Sudah sekitar 15 menit aku menunggu di depan pintu rumah pria ini,tetapi mereka berdua tak kunjung keluar juga dari dalam.
Entah apa yang sedang di perbincangkan oleh mereka,tapi yang pasti istri pria itu terus mencegah nya untuk tidak ikut bersama dengan ku.Terdengar juga sang istri mengatakan jika ada sesuatu terjadi pada suami nya maka dia tidak bisa memaafkan diri nya sendiri.
Aku terus mondar mandir di depan rumah nya,saat ini aku sangat cemas dengan keadaan kevin,keenan,dan bu mayang! aku yakin, pasti saat ini bu mayang masih belum sadar kan diri.
"Mari mas" ajak pria itu pada ku
"Ayo pak" sambut ku dan mengekor di belakang nya
"Tidak mas!" cegah sang istri yang kini sudah berdiri tepat di depan pria itu
"Aku mohon,jangan lah pergi ke sana! kalau mas tetap memaksa! maka datang lah esok pagi" lanjut sang istri yang kini sudah berlinang air mata sambil terus menahan tangan suami nya agar tak ikut bersama ku.
"Tidak buk! mas harus segera pergi ke sana sekarang"
"Ini tentang nyawa buk! mas harus menyelamat kan nyawa wanita itu" tegas pria itu pada istri nya
Sementara itu aku hanya diam dan tak mampu berbuat apapun,fikiran ku saat ini hanya terfokus pada mereka ber 3 saja.
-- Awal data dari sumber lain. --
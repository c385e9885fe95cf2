//! Clap command definition.
//!
//! Every value-taking flag is read as a string; `parse` converts and
//! validates them so that every usage error reports the same way.

use clap::{Arg, ArgAction, Command};

fn value(name: &'static str, help: &'static str) -> Arg {
    Arg::new(name).long(name).help(help).action(ArgAction::Set)
}

fn repeated(name: &'static str, help: &'static str) -> Arg {
    Arg::new(name).long(name).help(help).action(ArgAction::Append)
}

fn flag(name: &'static str, help: &'static str) -> Arg {
    Arg::new(name).long(name).help(help).action(ArgAction::SetTrue)
}

/// Build the `cqldump` command.
pub fn build_cli() -> Command {
    Command::new("cqldump")
        .about("Dump and restore Cassandra schema and data as CQL statements")
        .after_help(
            "Exactly one of --export-file or --import-file is required. Connection \
             settings may also come from cqldump.toml in the working directory or the \
             file named by --config; flags win over the file.",
        )
        .arg(value(
            "connect-timeout",
            "set timeout for connecting to the cluster (in seconds)",
        ))
        .arg(repeated(
            "cf",
            "export a column family. The name must include the keyspace, e.g. \
             \"system.local\". Can be specified multiple times",
        ))
        .arg(value("export-file", "export data to the specified file"))
        .arg(repeated(
            "filter",
            "export a slice of a column family according to a CQL filter: a SELECT \
             query without its leading \"SELECT ... FROM\" (e.g. \"ks.users WHERE \
             id = 1\"). Can be specified multiple times",
        ))
        .arg(value(
            "host",
            "the address of a Cassandra node in the cluster (localhost if omitted)",
        ))
        .arg(value(
            "port",
            "the port of a Cassandra node in the cluster (9042 if omitted)",
        ))
        .arg(value("import-file", "import data from the specified file"))
        .arg(repeated(
            "keyspace",
            "export a keyspace along with all its column families. Can be specified \
             multiple times",
        ))
        .arg(repeated(
            "exclude-cf",
            "when exporting keyspaces, skip the data of this column family (name or \
             keyspace.name). Can be specified multiple times",
        ))
        .arg(flag("no-create", "don't generate create (and drop) statements"))
        .arg(flag("no-insert", "don't generate insert statements"))
        .arg(value(
            "password",
            "set password for authentication (only if protocol-version is set)",
        ))
        .arg(value(
            "protocol-version",
            "set protocol version (required for authentication)",
        ))
        .arg(flag("quiet", "quiet progress logging"))
        .arg(flag(
            "sync",
            "import every statement as soon as it is read, without batching",
        ))
        .arg(value(
            "username",
            "set username for auth (only if protocol-version is set)",
        ))
        .arg(value("limit", "set number of rows return limit"))
        .arg(flag(
            "ssl",
            "enable ssl connection to Cassandra cluster. Must also set --certfile.",
        ))
        .arg(value("certfile", "ca cert file for SSL. Assumes --ssl."))
        .arg(value(
            "userkey",
            "user key file for client authentication. Assumes --ssl.",
        ))
        .arg(value(
            "usercert",
            "user cert file for client authentication. Assumes --ssl.",
        ))
        .arg(flag(
            "concurrent",
            "execute flushed import batches concurrently (not implemented)",
        ))
        .arg(value("config", "read connection settings from this TOML file"))
}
Ingin sekali rasa nya aku segera menarik tangan pria ini, untuk segera ikut dengan ku! tapi,aku tidak punya hak akan hal itu.Jika aku melakukan nya,maka istri pria itu akan memarahi ku habis habisan dan memaksa suami nya untuk kembali lagi ke dalam rumah.
"Mas janji akan segera kembali secepat nya! ibuk tetap lah di sini"
"Jika ada yang mengetuk pintu jangan di buka! ingat itu" lanjut pria itu sambil mengelus kepala istri nya
"Ayo mas!" ajak pria itu lagi pada ku
"Tunggu pak!" cegah ku
"Saya tidak membawa mobil,karna mobil kami tertabrak pohon tadi"
Setelah mendengar perkataan dari ku, terlihat pria itu menatap ku sebentar lalu berjalan ke samping rumah nya,dan beberapa menit kemudian tampak sebuah mobil pick up ia keluar kan dari dalam sana.
"Naik mas!"
"Iya pak!" jawab ku cepat dan segera masuk ke dalam
Pria yang duduk di samping ku ini, langsung menginjak pedal gas dengan kecepatan penuh,yang sontak membuat ku langsung berpegangan pada kursi yang sedang ku duduki ini.
Selama di perjalanan pria ini tak mengucapkan 1 patah kata pun pada ku,dia hanya tetap terus fokus menyetir di sertai dengan wajah yang sangat cemas.
__ADS_1
Aku yang melihat itu hanya diam dan terus berdoa agar sang maha kuasa melindungi mereka,dan aku berharap saat kami sampai di sana! kevin,dan keenan dalam keadaan yang baik baik saja.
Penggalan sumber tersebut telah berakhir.